With a dynamic tonal and textural range Valles shows here that he is a master of his art, creating an ever shifting, ever unpredictable journey. ‘Skeleton Taxa’ is a beautifully rendered work defying categorisation, encapsulating the exploration of sound and challenging our notion of humanity within its duration.
Although his seventh release, Skeleton Taxa is Canadian experimental artist Damian Valles’ first full length CD ‘proper’. Having more recently been exploring ambient and drone aesthetics in a string of limited CDrs, digital releases and compilations (not to mention the first Rural Route edition which he curates) this album sees Valles retain these components, but also reprise the sound sources he established in early work ‘Count(r)ies’ (2009).

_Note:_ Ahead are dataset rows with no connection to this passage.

//! End-to-end tests for the allocator: cross-client sharing, deferred
//! reclamation under pressure, and concurrent allocate/free/share traffic.

use quarry::device::Device;
use quarry::flags::{BufferFlags, PAGE_SIZE};
use quarry::heaps::{CarveoutHeap, SystemHeap};
use std::sync::atomic::{AtomicUsize, Ordering};
use std::sync::Arc;
use std::thread;

fn init_tracing() {
    let _ = tracing_subscriber::fmt().with_test_writer().try_init();
}

fn system_device() -> Arc<Device> {
    init_tracing();
    let device = Device::new();
    device
        .add_heap(Arc::new(SystemHeap::new(0, "system")))
        .unwrap();
    device
}

// ============================================================================
// Session basics
// ============================================================================

/// Allocate, look the handle up by id and by buffer, and see the bytes in
/// the heap report.
#[test]
fn test_allocate_lookup_and_usage() {
    init_tracing();
    let device = Device::new();
    device
        .add_heap(Arc::new(SystemHeap::new(0, "system").with_capacity(PAGE_SIZE)))
        .unwrap();
    let client = device.create_client("camera");

    let handle = client
        .allocate(PAGE_SIZE, PAGE_SIZE, 0b1, BufferFlags::empty())
        .unwrap();
    assert_eq!(client.lookup(handle.id()).unwrap().id(), handle.id());
    assert_eq!(
        client
            .lookup_by_buffer(handle.buffer().id())
            .unwrap()
            .id(),
        handle.id()
    );

    let report = device.heap_report(0).unwrap();
    assert_eq!(report.clients[0].bytes, PAGE_SIZE);
    assert_eq!(report.total_bytes, PAGE_SIZE);

    client.free(handle.id()).unwrap();
}

/// Handle ids are scoped to their client: another session can neither look
/// them up by id nor find the buffer in its own table.
#[test]
fn test_handles_invisible_across_clients() {
    let device = system_device();
    let a = device.create_client("a");
    let b = device.create_client("b");

    let handle = a
        .allocate(PAGE_SIZE, 0, 0b1, BufferFlags::empty())
        .unwrap();

    assert!(b.lookup(handle.id()).is_err());
    assert!(b.lookup_by_buffer(handle.buffer().id()).is_none());
    assert!(b.free(handle.id()).is_err());
    assert_eq!(handle.buffer().handle_count(), 1);

    a.free(handle.id()).unwrap();
}

// ============================================================================
// Cross-client sharing
// ============================================================================

/// A shared buffer outlives the exporting client's handle and session; it
/// dies with the last reference, wherever that reference lives.
#[test]
fn test_shared_buffer_survives_exporter() {
    let device = system_device();

    let producer = device.create_client("producer");
    let consumer = device.create_client("consumer");

    let handle = producer
        .allocate(PAGE_SIZE * 4, PAGE_SIZE, 0b1, BufferFlags::empty())
        .unwrap();
    let buffer_id = handle.buffer().id();
    let token = producer.share(handle.id()).unwrap();

    let imported = consumer.import(&token).unwrap();
    assert_eq!(imported.buffer().id(), buffer_id);
    assert_eq!(imported.buffer().handle_count(), 2);
    drop(token);

    // Producer goes away entirely; the consumer still owns the buffer.
    producer.free(handle.id()).unwrap();
    drop(producer);
    assert_eq!(imported.buffer().handle_count(), 1);
    assert_eq!(device.live_buffers(), 1);

    let range = consumer.kernel_map(imported.id()).unwrap();
    assert_eq!(range.len(), PAGE_SIZE * 4);
    consumer.kernel_unmap(imported.id()).unwrap();

    consumer.free(imported.id()).unwrap();
    assert_eq!(device.live_buffers(), 0);
}

/// Importing a buffer twice into one client lands on one handle with two
/// references, and takes two frees to drop.
#[test]
fn test_repeated_import_deduplicates() {
    let device = system_device();
    let producer = device.create_client("producer");
    let consumer = device.create_client("consumer");

    let handle = producer
        .allocate(PAGE_SIZE, 0, 0b1, BufferFlags::empty())
        .unwrap();
    let token = producer.share(handle.id()).unwrap();

    let first = consumer.import(&token).unwrap();
    let second = consumer.import(&token).unwrap();
    assert_eq!(first.id(), second.id());
    assert_eq!(consumer.handle_count(), 1);
    assert_eq!(first.ref_count(), 2);
    // One handle per client, however many imports: producer + consumer.
    assert_eq!(first.buffer().handle_count(), 2);

    consumer.free(first.id()).unwrap();
    assert_eq!(consumer.handle_count(), 1);
    consumer.free(first.id()).unwrap();
    assert_eq!(consumer.handle_count(), 0);

    drop(token);
    producer.free(handle.id()).unwrap();
    assert_eq!(device.live_buffers(), 0);
}

/// A client importing its own export gains a reference on the handle it
/// already holds instead of a second handle.
#[test]
fn test_self_import_bumps_existing_handle() {
    let device = system_device();
    let client = device.create_client("selfish");

    let handle = client
        .allocate(PAGE_SIZE, 0, 0b1, BufferFlags::empty())
        .unwrap();
    let token = client.share(handle.id()).unwrap();

    let again = client.import(&token).unwrap();
    assert_eq!(again.id(), handle.id());
    assert_eq!(handle.ref_count(), 2);
    assert_eq!(client.handle_count(), 1);

    drop(token);
    client.free(handle.id()).unwrap();
    client.free(handle.id()).unwrap();
    assert_eq!(device.live_buffers(), 0);
}

// ============================================================================
// Deferred reclamation
// ============================================================================

/// On a full deferred-free heap, freed-but-not-yet-reclaimed memory is
/// recovered by the allocation path itself: drain and retry before failing.
#[test]
fn test_allocation_reclaims_deferred_memory_under_pressure() {
    init_tracing();
    let device = Device::new();
    device
        .add_heap(Arc::new(
            SystemHeap::new(0, "system")
                .with_capacity(PAGE_SIZE * 4)
                .with_deferred_free(),
        ))
        .unwrap();
    let client = device.create_client("pressure");

    // Fill the heap, then free everything; reclamation is asynchronous so
    // the memory may still be accounted to the queue.
    for _ in 0..32 {
        let handle = client
            .allocate(PAGE_SIZE * 4, 0, 0b1, BufferFlags::empty())
            .unwrap();
        client.free(handle.id()).unwrap();
    }

    // Even if every previous buffer is still queued, this allocation must
    // succeed via drain-and-retry.
    let handle = client
        .allocate(PAGE_SIZE * 4, 0, 0b1, BufferFlags::empty())
        .unwrap();
    client.free(handle.id()).unwrap();
}

/// An explicit drain reclaims queued memory without an allocation forcing
/// it.
#[test]
fn test_explicit_drain() {
    init_tracing();
    let device = Device::new();
    device
        .add_heap(Arc::new(SystemHeap::new(0, "system").with_deferred_free()))
        .unwrap();
    let client = device.create_client("drain");

    let handle = client
        .allocate(PAGE_SIZE, 0, 0b1, BufferFlags::empty())
        .unwrap();
    client.free(handle.id()).unwrap();

    device.drain_deferred(0).unwrap();
    let report = device.heap_report(0).unwrap();
    assert_eq!(report.deferred_bytes, 0);
    assert_eq!(report.total_bytes, 0);
}

// ============================================================================
// Heap fallback
// ============================================================================

/// Allocations spill from a small contiguous carveout to system memory
/// when the carveout fills, and return once it drains.
#[test]
fn test_carveout_spills_to_system_heap() {
    init_tracing();
    let device = Device::new();
    device
        .add_heap(Arc::new(
            CarveoutHeap::new(1, "carveout", PAGE_SIZE * 2)
                .unwrap()
                .with_priority(10),
        ))
        .unwrap();
    device
        .add_heap(Arc::new(SystemHeap::new(0, "system").with_priority(1)))
        .unwrap();
    let client = device.create_client("fallback");
    let mask = 0b11;

    let a = client
        .allocate(PAGE_SIZE * 2, 0, mask, BufferFlags::empty())
        .unwrap();
    assert_eq!(a.buffer().heap().name(), "carveout");
    assert!(client.phys(a.id()).is_ok());

    let b = client
        .allocate(PAGE_SIZE * 2, 0, mask, BufferFlags::empty())
        .unwrap();
    assert_eq!(b.buffer().heap().name(), "system");

    client.free(a.id()).unwrap();
    let c = client
        .allocate(PAGE_SIZE * 2, 0, mask, BufferFlags::empty())
        .unwrap();
    assert_eq!(c.buffer().heap().name(), "carveout");

    client.free(b.id()).unwrap();
    client.free(c.id()).unwrap();
}

// ============================================================================
// Concurrency
// ============================================================================

/// Concurrent allocate/share/import/free traffic across threads and
/// clients leaves no buffers behind.
#[test]
fn test_concurrent_allocate_share_free() {
    let device = system_device();
    let num_threads = 8;
    let iterations = 200;
    let imports = Arc::new(AtomicUsize::new(0));

    let workers: Vec<_> = (0..num_threads)
        .map(|t| {
            let device = Arc::clone(&device);
            let imports = Arc::clone(&imports);
            thread::spawn(move || {
                let producer = device.create_client(&format!("producer-{t}"));
                let consumer = device.create_client(&format!("consumer-{t}"));
                for i in 0..iterations {
                    let len = PAGE_SIZE * (1 + i % 4);
                    let handle = producer
                        .allocate(len, 0, 0b1, BufferFlags::empty())
                        .unwrap();

                    if i % 3 == 0 {
                        let token = producer.share(handle.id()).unwrap();
                        let imported = consumer.import(&token).unwrap();
                        imports.fetch_add(1, Ordering::Relaxed);
                        drop(token);
                        consumer.free(imported.id()).unwrap();
                    }

                    producer.free(handle.id()).unwrap();
                }
            })
        })
        .collect();

    for worker in workers {
        worker.join().unwrap();
    }

    assert!(imports.load(Ordering::Relaxed) > 0);
    assert_eq!(device.live_buffers(), 0);
}

/// Kernel-mapping requests from many threads over one shared buffer leave
/// the mapping cache balanced.
#[test]
fn test_concurrent_kernel_mapping() {
    let device = system_device();
    let client = device.create_client("mapper");
    let handle = client
        .allocate(PAGE_SIZE, 0, 0b1, BufferFlags::empty())
        .unwrap();
    let token = client.share(handle.id()).unwrap();

    let workers: Vec<_> = (0..8)
        .map(|_| {
            let token = token.clone();
            thread::spawn(move || {
                for _ in 0..500 {
                    let range = token.begin_cpu_access().unwrap();
                    assert_eq!(range.len(), PAGE_SIZE);
                    token.end_cpu_access();
                }
            })
        })
        .collect();
    for worker in workers {
        worker.join().unwrap();
    }

    assert_eq!(handle.buffer().kmap_count(), 0);
    drop(token);
    client.free(handle.id()).unwrap();
    assert_eq!(device.live_buffers(), 0);
}

/// Heap reports race session churn without stalling either side: the
/// report must never hold the topology lock while the last reference to a
/// session dies in its hands.
#[test]
fn test_heap_report_during_client_churn() {
    let device = system_device();

    let churn_device = Arc::clone(&device);
    let churn = thread::spawn(move || {
        for i in 0..300 {
            let client = churn_device.create_client(&format!("churn-{i}"));
            let handle = client
                .allocate(PAGE_SIZE, 0, 0b1, BufferFlags::empty())
                .unwrap();
            client.free(handle.id()).unwrap();
        }
    });

    for _ in 0..300 {
        device.heap_report(0).unwrap();
    }

    churn.join().unwrap();
    assert_eq!(device.live_buffers(), 0);
}

/// A shared buffer can outlive the device that allocated it; once the
/// reclamation worker is gone, the final release frees inline.
#[test]
fn test_shared_buffer_outlives_device_teardown() {
    init_tracing();
    let heap = Arc::new(SystemHeap::new(0, "deferred").with_deferred_free());

    let token;
    {
        let device = Device::new();
        device.add_heap(heap.clone()).unwrap();
        let client = device.create_client("ephemeral");
        let handle = client
            .allocate(PAGE_SIZE, 0, 0b1, BufferFlags::empty())
            .unwrap();
        token = client.share(handle.id()).unwrap();
        client.free(handle.id()).unwrap();
    }

    // Device, topology, and worker are gone; the token still owns the
    // memory.
    assert_eq!(heap.bytes_in_use(), PAGE_SIZE);
    drop(token);
    assert_eq!(heap.bytes_in_use(), 0);
}

/// Dropping a client mid-traffic force-frees its handles without touching
/// buffers other clients still reference.
#[test]
fn test_client_teardown_releases_only_its_references() {
    let device = system_device();
    let keeper = device.create_client("keeper");

    let transient = device.create_client("transient");
    let own = transient
        .allocate(PAGE_SIZE, 0, 0b1, BufferFlags::empty())
        .unwrap();
    let shared = transient
        .allocate(PAGE_SIZE * 2, 0, 0b1, BufferFlags::empty())
        .unwrap();
    let token = transient.share(shared.id()).unwrap();
    let imported = keeper.import(&token).unwrap();
    drop(token);

    // `own` and `shared` are never freed explicitly; closing the session
    // force-frees them.
    let _ = own;
    drop(transient);

    assert_eq!(device.live_buffers(), 1);
    assert_eq!(keeper.handle_count(), 1);
    let range = keeper.kernel_map(imported.id()).unwrap();
    assert_eq!(range.len(), PAGE_SIZE * 2);
    keeper.kernel_unmap(imported.id()).unwrap();

    keeper.free(imported.id()).unwrap();
    assert_eq!(device.live_buffers(), 0);
}
//! The canonical set of live buffers.

use crate::buffer::{Buffer, BufferId};
use std::collections::BTreeMap;
use std::sync::{Arc, Mutex};

/// Device-wide index of every live buffer, keyed by buffer identity.
///
/// The registry is pure bookkeeping: it never allocates or frees backend
/// memory. Its mutex is distinct from any buffer's own lock and from the
/// device topology lock, and is only held around insert/remove and
/// diagnostic traversal.
#[derive(Default)]
pub struct BufferRegistry {
    buffers: Mutex<BTreeMap<BufferId, Arc<Buffer>>>,
}

impl BufferRegistry {
    /// Create an empty registry.
    pub fn new() -> Self {
        Self::default()
    }

    /// Insert a newly created buffer.
    ///
    /// # Panics
    ///
    /// Panics if a buffer with the same identity is already registered.
    /// Identities are generated from a monotonic counter, so a collision
    /// means shared state is corrupted.
    pub(crate) fn insert(&self, buffer: Arc<Buffer>) {
        let mut buffers = self.buffers.lock().unwrap();
        let id = buffer.id();
        let previous = buffers.insert(id, buffer);
        assert!(previous.is_none(), "buffer {id} already registered");
    }

    /// Remove a buffer whose reference count reached zero.
    pub(crate) fn remove(&self, id: BufferId) {
        let mut buffers = self.buffers.lock().unwrap();
        if buffers.remove(&id).is_none() {
            tracing::warn!(buffer = %id, "buffer missing from registry at removal");
        }
    }

    /// Number of live buffers.
    pub fn len(&self) -> usize {
        self.buffers.lock().unwrap().len()
    }

    /// Whether the registry holds no buffers.
    pub fn is_empty(&self) -> bool {
        self.len() == 0
    }

    /// Visit every live buffer in identity order.
    ///
    /// Diagnostic traversal only. The callback runs with the registry lock
    /// held; it may take individual buffer locks but must not release
    /// buffer references.
    pub fn for_each(&self, mut f: impl FnMut(&Arc<Buffer>)) {
        let buffers = self.buffers.lock().unwrap();
        for buffer in buffers.values() {
            f(buffer);
        }
    }
}
#[cfg(test)]
mod tests {
    use super::*;
    use crate::device::HeapEntry;
    use crate::flags::HeapFlags;
    use crate::heap::Extent;
    use crate::heaps::SystemHeap;
    use std::time::Duration;

    fn test_entry() -> (Arc<HeapEntry>, Arc<BufferRegistry>) {
        let heap = Arc::new(SystemHeap::new(0, "system"));
        (Arc::new(HeapEntry::new(heap)), Arc::new(BufferRegistry::new()))
    }

    fn make_buffer(flags: BufferFlags) -> (Arc<Buffer>, Arc<BufferRegistry>) {
        let (entry, registry) = test_entry();
        let buffer = Buffer::create(&entry, &registry, BufferId(1), PAGE_SIZE * 4, PAGE_SIZE, flags)
            .unwrap();
        (buffer, registry)
    }

    #[test]
    fn test_refcount_conservation() {
        let (buffer, registry) = make_buffer(BufferFlags::empty());
        assert_eq!(registry.len(), 1);

        buffer.acquire();
        buffer.acquire();
        buffer.release();
        buffer.release();
        assert_eq!(registry.len(), 1);

        // The creation reference.
        buffer.release();
        assert_eq!(registry.len(), 0);
    }

    #[test]
    #[should_panic(expected = "over-released")]
    fn test_release_past_zero_panics() {
        let (buffer, _registry) = make_buffer(BufferFlags::empty());
        buffer.release();
        buffer.release();
    }

    #[test]
    fn test_kernel_mapping_cache() {
        let (buffer, _registry) = make_buffer(BufferFlags::empty());

        let first = buffer.kmap_get().unwrap();
        let second = buffer.kmap_get().unwrap();
        assert_eq!(first.addr(), second.addr());
        assert_eq!(buffer.kmap_count(), 2);

        buffer.kmap_put();
        assert_eq!(buffer.kmap_count(), 1);

        buffer.kmap_put();
        assert_eq!(buffer.kmap_count(), 0);

        // A fresh request maps again.
        let third = buffer.kmap_get().unwrap();
        assert_eq!(third.len(), PAGE_SIZE * 4);
        buffer.kmap_put();

        buffer.release();
    }

    #[test]
    fn test_orphan_records_last_owner() {
        let (buffer, _registry) = make_buffer(BufferFlags::empty());
        assert!(buffer.last_owner().is_none());

        buffer.attach_handle();
        assert_eq!(buffer.handle_count(), 1);
        buffer.detach_handle();

        let owner = buffer.last_owner().unwrap();
        assert_eq!(owner.pid, std::process::id());

        buffer.release();
    }

    struct CountingMapper {
        id: u64,
        maps: AtomicUsize,
        unmaps: AtomicUsize,
    }

    impl DeviceMapper for CountingMapper {
        fn id(&self) -> u64 {
            self.id
        }

        fn name(&self) -> &str {
            "counting"
        }

        fn map(
            &self,
            table: &DescriptorTable,
            _len: usize,
            _direction: DataDirection,
            region: u32,
        ) -> Result<DeviceAddr> {
            self.maps.fetch_add(1, Ordering::Relaxed);
            Ok(DeviceAddr(table.extents()[0].addr + u64::from(region)))
        }

        fn unmap(&self, _addr: DeviceAddr) {
            self.unmaps.fetch_add(1, Ordering::Relaxed);
        }
    }

    #[test]
    fn test_device_mapping_cached_by_identity_and_region() {
        let (buffer, _registry) = make_buffer(BufferFlags::empty());
        let mapper: Arc<dyn DeviceMapper> = Arc::new(CountingMapper {
            id: 9,
            maps: AtomicUsize::new(0),
            unmaps: AtomicUsize::new(0),
        });

        let a = buffer.map_device(&mapper, DataDirection::Bidirectional, 0).unwrap();
        let b = buffer.map_device(&mapper, DataDirection::Bidirectional, 0).unwrap();
        assert_eq!(a, b);
        assert_eq!(buffer.device_map_use_count(9, 0), Some(2));

        // Different region id gets its own mapping.
        let c = buffer.map_device(&mapper, DataDirection::ToDevice, 1).unwrap();
        assert_ne!(a, c);

        // Decrement-only unmap: the entry survives at zero uses.
        buffer.unmap_device(&mapper, a);
        buffer.unmap_device(&mapper, a);
        assert_eq!(buffer.device_map_use_count(9, 0), Some(0));

        // Underflow is logged, not fatal.
        buffer.unmap_device(&mapper, a);
        assert_eq!(buffer.device_map_use_count(9, 0), Some(0));

        buffer.release();
    }

    /// One-slot heap whose free path is slow, so a reclamation can be
    /// caught mid-flight on the worker.
    struct SlowFreeHeap {
        slot_taken: Mutex<bool>,
    }

    impl Heap for SlowFreeHeap {
        fn id(&self) -> u32 {
            3
        }

        fn name(&self) -> &str {
            "slow-free"
        }

        fn flags(&self) -> HeapFlags {
            HeapFlags::DEFER_FREE
        }

        fn allocate(&self, len: usize, _align: usize, _flags: BufferFlags) -> Result<Allocation> {
            let mut taken = self.slot_taken.lock().unwrap();
            if *taken {
                return Err(Error::Exhausted("slow-free heap full".into()));
            }
            *taken = true;
            Ok(Allocation::new(len, ()))
        }

        fn free(&self, _allocation: Allocation) {
            std::thread::sleep(Duration::from_millis(150));
            *self.slot_taken.lock().unwrap() = false;
        }

        fn map_dma(&self, allocation: &Allocation) -> Result<DescriptorTable> {
            let mut table = DescriptorTable::new();
            table.push(Extent {
                addr: 0x4000,
                len: allocation.len(),
            });
            Ok(table)
        }
    }

    #[test]
    fn test_retry_waits_for_in_flight_reclamation() {
        let entry = Arc::new(HeapEntry::new(Arc::new(SlowFreeHeap {
            slot_taken: Mutex::new(false),
        })));
        let registry = Arc::new(BufferRegistry::new());

        let first = Buffer::create(
            &entry,
            &registry,
            BufferId(1),
            PAGE_SIZE,
            0,
            BufferFlags::empty(),
        )
        .unwrap();
        first.release();

        // Give the worker time to pop the buffer and enter the slow free;
        // the slot only opens once that free completes.
        std::thread::sleep(Duration::from_millis(50));

        let second = Buffer::create(
            &entry,
            &registry,
            BufferId(2),
            PAGE_SIZE,
            0,
            BufferFlags::empty(),
        )
        .unwrap();
        second.release();
    }

    struct RejectingHeap {
        calls: AtomicUsize,
    }

    impl Heap for RejectingHeap {
        fn id(&self) -> u32 {
            4
        }

        fn name(&self) -> &str {
            "rejecting"
        }

        fn flags(&self) -> HeapFlags {
            HeapFlags::DEFER_FREE
        }

        fn allocate(&self, _len: usize, _align: usize, _flags: BufferFlags) -> Result<Allocation> {
            self.calls.fetch_add(1, Ordering::Relaxed);
            Err(Error::InvalidArgument("alignment unsupported".into()))
        }

        fn free(&self, _allocation: Allocation) {}

        fn map_dma(&self, _allocation: &Allocation) -> Result<DescriptorTable> {
            Ok(DescriptorTable::new())
        }
    }

    #[test]
    fn test_only_exhaustion_triggers_reclaim_retry() {
        let heap = Arc::new(RejectingHeap {
            calls: AtomicUsize::new(0),
        });
        let entry = Arc::new(HeapEntry::new(Arc::clone(&heap) as Arc<dyn Heap>));
        let registry = Arc::new(BufferRegistry::new());

        let result = Buffer::create(
            &entry,
            &registry,
            BufferId(1),
            PAGE_SIZE,
            0,
            BufferFlags::empty(),
        );
        assert!(matches!(result, Err(Error::InvalidArgument(_))));
        // Draining cannot fix a malformed request; no second attempt.
        assert_eq!(heap.calls.load(Ordering::Relaxed), 1);
    }

    #[test]
    fn test_fault_mapping_state_machine() {
        let (buffer, _registry) = make_buffer(BufferFlags::CACHED);

        let mapping = buffer.map_user(0, 4).unwrap();
        assert_eq!(buffer.resident_pages(), 0);

        buffer.fault_page(mapping, 0).unwrap();
        buffer.fault_page(mapping, 2).unwrap();
        assert_eq!(buffer.resident_pages(), 2);

        // Sync writes back both dirty pages and unmaps everything.
        assert_eq!(buffer.sync_for_device(DataDirection::ToDevice), 2);
        assert_eq!(buffer.resident_pages(), 0);

        // Refault and sync again: only the refaulted page is dirty.
        buffer.fault_page(mapping, 1).unwrap();
        assert_eq!(buffer.sync_for_device(DataDirection::ToDevice), 1);

        buffer.unmap_user(mapping);
        buffer.release();
    }

    #[test]
    fn test_user_mapping_bounds_checked() {
        let (buffer, _registry) = make_buffer(BufferFlags::CACHED);

        assert!(matches!(
            buffer.map_user(3, 2),
            Err(Error::InvalidArgument(_))
        ));
        assert!(matches!(buffer.map_user(0, 0), Err(Error::InvalidArgument(_))));

        buffer.release();
    }

    #[test]
    fn test_nozeroed_user_mapping_prohibited() {
        let (buffer, _registry) = make_buffer(BufferFlags::NOZEROED);
        assert!(matches!(
            buffer.map_user(0, 1),
            Err(Error::InvalidArgument(_))
        ));
        buffer.release();
    }
}
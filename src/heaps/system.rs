//! The system heap: paged memory from the host allocator.

use crate::error::{Error, Result};
use crate::flags::{page_align, BufferFlags, HeapFlags, PAGE_SIZE};
use crate::heap::{Allocation, DescriptorTable, Extent, Heap, MappedRange};
use std::alloc::{alloc, alloc_zeroed, dealloc, Layout};
use std::ptr::NonNull;
use std::sync::atomic::{AtomicUsize, Ordering};
use std::sync::Mutex;

/// Backend state for one system-heap allocation.
struct SystemAllocation {
    ptr: NonNull<u8>,
    layout: Layout,
}

// The pointer is owned by the allocation and only dereferenced through
// mappings the caller requests.
unsafe impl Send for SystemAllocation {}
unsafe impl Sync for SystemAllocation {}

/// A heap backed by the host allocator.
///
/// The default configuration is unbounded; [`with_capacity`] puts a byte
/// budget on it, after which allocations fail with [`Error::Exhausted`]
/// until enough memory is freed. [`with_deferred_free`] opts the heap into
/// asynchronous reclamation.
///
/// [`with_capacity`]: Self::with_capacity
/// [`with_deferred_free`]: Self::with_deferred_free
pub struct SystemHeap {
    id: u32,
    name: String,
    flags: HeapFlags,
    priority: Option<u32>,
    capacity: Option<usize>,
    used: Mutex<usize>,
    /// High-water mark, for diagnostics.
    peak: AtomicUsize,
}

impl SystemHeap {
    /// Create an unbounded system heap.
    pub fn new(id: u32, name: &str) -> Self {
        Self {
            id,
            name: name.to_owned(),
            flags: HeapFlags::empty(),
            priority: None,
            capacity: None,
            used: Mutex::new(0),
            peak: AtomicUsize::new(0),
        }
    }

    /// Cap the heap at `bytes` of live allocations.
    pub fn with_capacity(mut self, bytes: usize) -> Self {
        self.capacity = Some(bytes);
        self
    }

    /// Reclaim freed buffers asynchronously.
    pub fn with_deferred_free(mut self) -> Self {
        self.flags |= HeapFlags::DEFER_FREE;
        self
    }

    /// Override the allocation priority (default: the heap id).
    pub fn with_priority(mut self, priority: u32) -> Self {
        self.priority = Some(priority);
        self
    }

    /// Bytes currently allocated from this heap.
    pub fn bytes_in_use(&self) -> usize {
        *self.used.lock().unwrap()
    }

    fn reserve(&self, len: usize) -> Result<()> {
        let mut used = self.used.lock().unwrap();
        if let Some(capacity) = self.capacity {
            if capacity.saturating_sub(*used) < len {
                return Err(Error::Exhausted(format!(
                    "heap {}: {} of {} bytes in use, {} requested",
                    self.name, *used, capacity, len
                )));
            }
        }
        *used += len;
        self.peak.fetch_max(*used, Ordering::Relaxed);
        Ok(())
    }
}

impl Heap for SystemHeap {
    fn id(&self) -> u32 {
        self.id
    }

    fn name(&self) -> &str {
        &self.name
    }

    fn flags(&self) -> HeapFlags {
        self.flags
    }

    fn priority(&self) -> u32 {
        self.priority.unwrap_or(self.id)
    }

    fn allocate(&self, len: usize, align: usize, flags: BufferFlags) -> Result<Allocation> {
        let align = if align == 0 { PAGE_SIZE } else { align };
        if !align.is_power_of_two() {
            return Err(Error::InvalidArgument(format!(
                "alignment {align} is not a power of two"
            )));
        }
        let align = align.max(PAGE_SIZE);
        let len = page_align(len);
        if len == 0 {
            return Err(Error::InvalidArgument("zero-length allocation".into()));
        }

        self.reserve(len)?;

        let layout = Layout::from_size_align(len, align)
            .map_err(|e| Error::InvalidArgument(e.to_string()))?;
        // Fresh memory is handed out zeroed unless the caller waived it.
        let raw = if flags.contains(BufferFlags::NOZEROED) {
            unsafe { alloc(layout) }
        } else {
            unsafe { alloc_zeroed(layout) }
        };
        let Some(ptr) = NonNull::new(raw) else {
            *self.used.lock().unwrap() -= len;
            return Err(Error::Exhausted(format!(
                "heap {}: host allocator refused {len} bytes",
                self.name
            )));
        };

        Ok(Allocation::new(len, SystemAllocation { ptr, layout }))
    }

    fn free(&self, allocation: Allocation) {
        let len = allocation.len();
        let state = allocation
            .into_state::<SystemAllocation>()
            .expect("foreign allocation freed to system heap");
        unsafe { dealloc(state.ptr.as_ptr(), state.layout) };
        *self.used.lock().unwrap() -= len;
    }

    fn map_dma(&self, allocation: &Allocation) -> Result<DescriptorTable> {
        let state = allocation
            .state::<SystemAllocation>()
            .expect("foreign allocation mapped through system heap");
        let mut table = DescriptorTable::new();
        table.push(Extent {
            addr: state.ptr.as_ptr() as u64,
            len: allocation.len(),
        });
        Ok(table)
    }

    fn map_kernel(&self, allocation: &Allocation) -> Result<MappedRange> {
        let state = allocation
            .state::<SystemAllocation>()
            .expect("foreign allocation mapped through system heap");
        Ok(MappedRange::new(state.ptr, allocation.len()))
    }

    fn map_user(&self, _allocation: &Allocation, _offset: usize, _len: usize) -> Result<()> {
        // Host memory is directly mappable; there is nothing to install.
        Ok(())
    }

    fn debug_show(&self) -> Option<String> {
        let used = *self.used.lock().unwrap();
        let peak = self.peak.load(Ordering::Relaxed);
        Some(match self.capacity {
            Some(capacity) => format!(
                "{}: {used} / {capacity} bytes in use, peak {peak}",
                self.name
            ),
            None => format!("{}: {used} bytes in use, peak {peak}", self.name),
        })
    }
}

Released on Under The Spire, the album charted the artists’ migration from big city to small town in Ontario, and the resulting experiences of the quieter lifestyle. Two years later, Skeleton Taxa feels like a culmination of Valles’ sonic experiments, achieving something quite special.
Taxa is the plural of ‘taxon’ which is defined as a group of organisms. ‘Skeleton Taxa’ then, in this context is a number of groups of skeletons. The amorphous skeleton is at our physical core; without the differentiating elements such as skin, hair, eye colour, facial structure that make up our unique identities. Whilst it’s not made explicit, Valles could well be concerning himself with the subject of death and what lies after it, certainly it is our bones that last beyond our conscious/waking life. A potentially morbid topic, but is of course perpetually captivating by its very definition.
There is structure to these pieces that approaches ‘song’ patterns. Even with the wider range of instrumentation – be that piano, guitar, synthesiser, drone or recording – Valles establishes a collage effect, stitched together with an embedded unrest but consistency of style. So rich is the soundscape that its difficult to paraphrase the work by any genre, each track reveals new treasures; juxtaposition of electronic tones against piano or guitar, worn drones contrasted with clatterings of objects in a room or as in ‘Bell and Arc’ the voice of the artists’ wife Heidi.
‘Collapse Process’ features a piano that sounds like it may be pinned, the reverberations from the instrument allowing extended life through effects so that the notes build into a droning back drop like vapourous ghosts. The post-mortem recording over ‘Calavera’ (Spanish for ‘skull’) has an antique air to it, a lurching menacing melody keeps a funeral bell march rhythm, Valles adds atonal violin and more and more sounds like an investigation of all parts of the body.
With a dynamic tonal and textural range Valles shows here that he is a master of his art, creating an ever shifting, ever unpredictable journey. ‘Skeleton Taxa’ is a beautifully rendered work defying categorisation, encapsulating the exploration of sound and challenging our notion of humanity within its duration.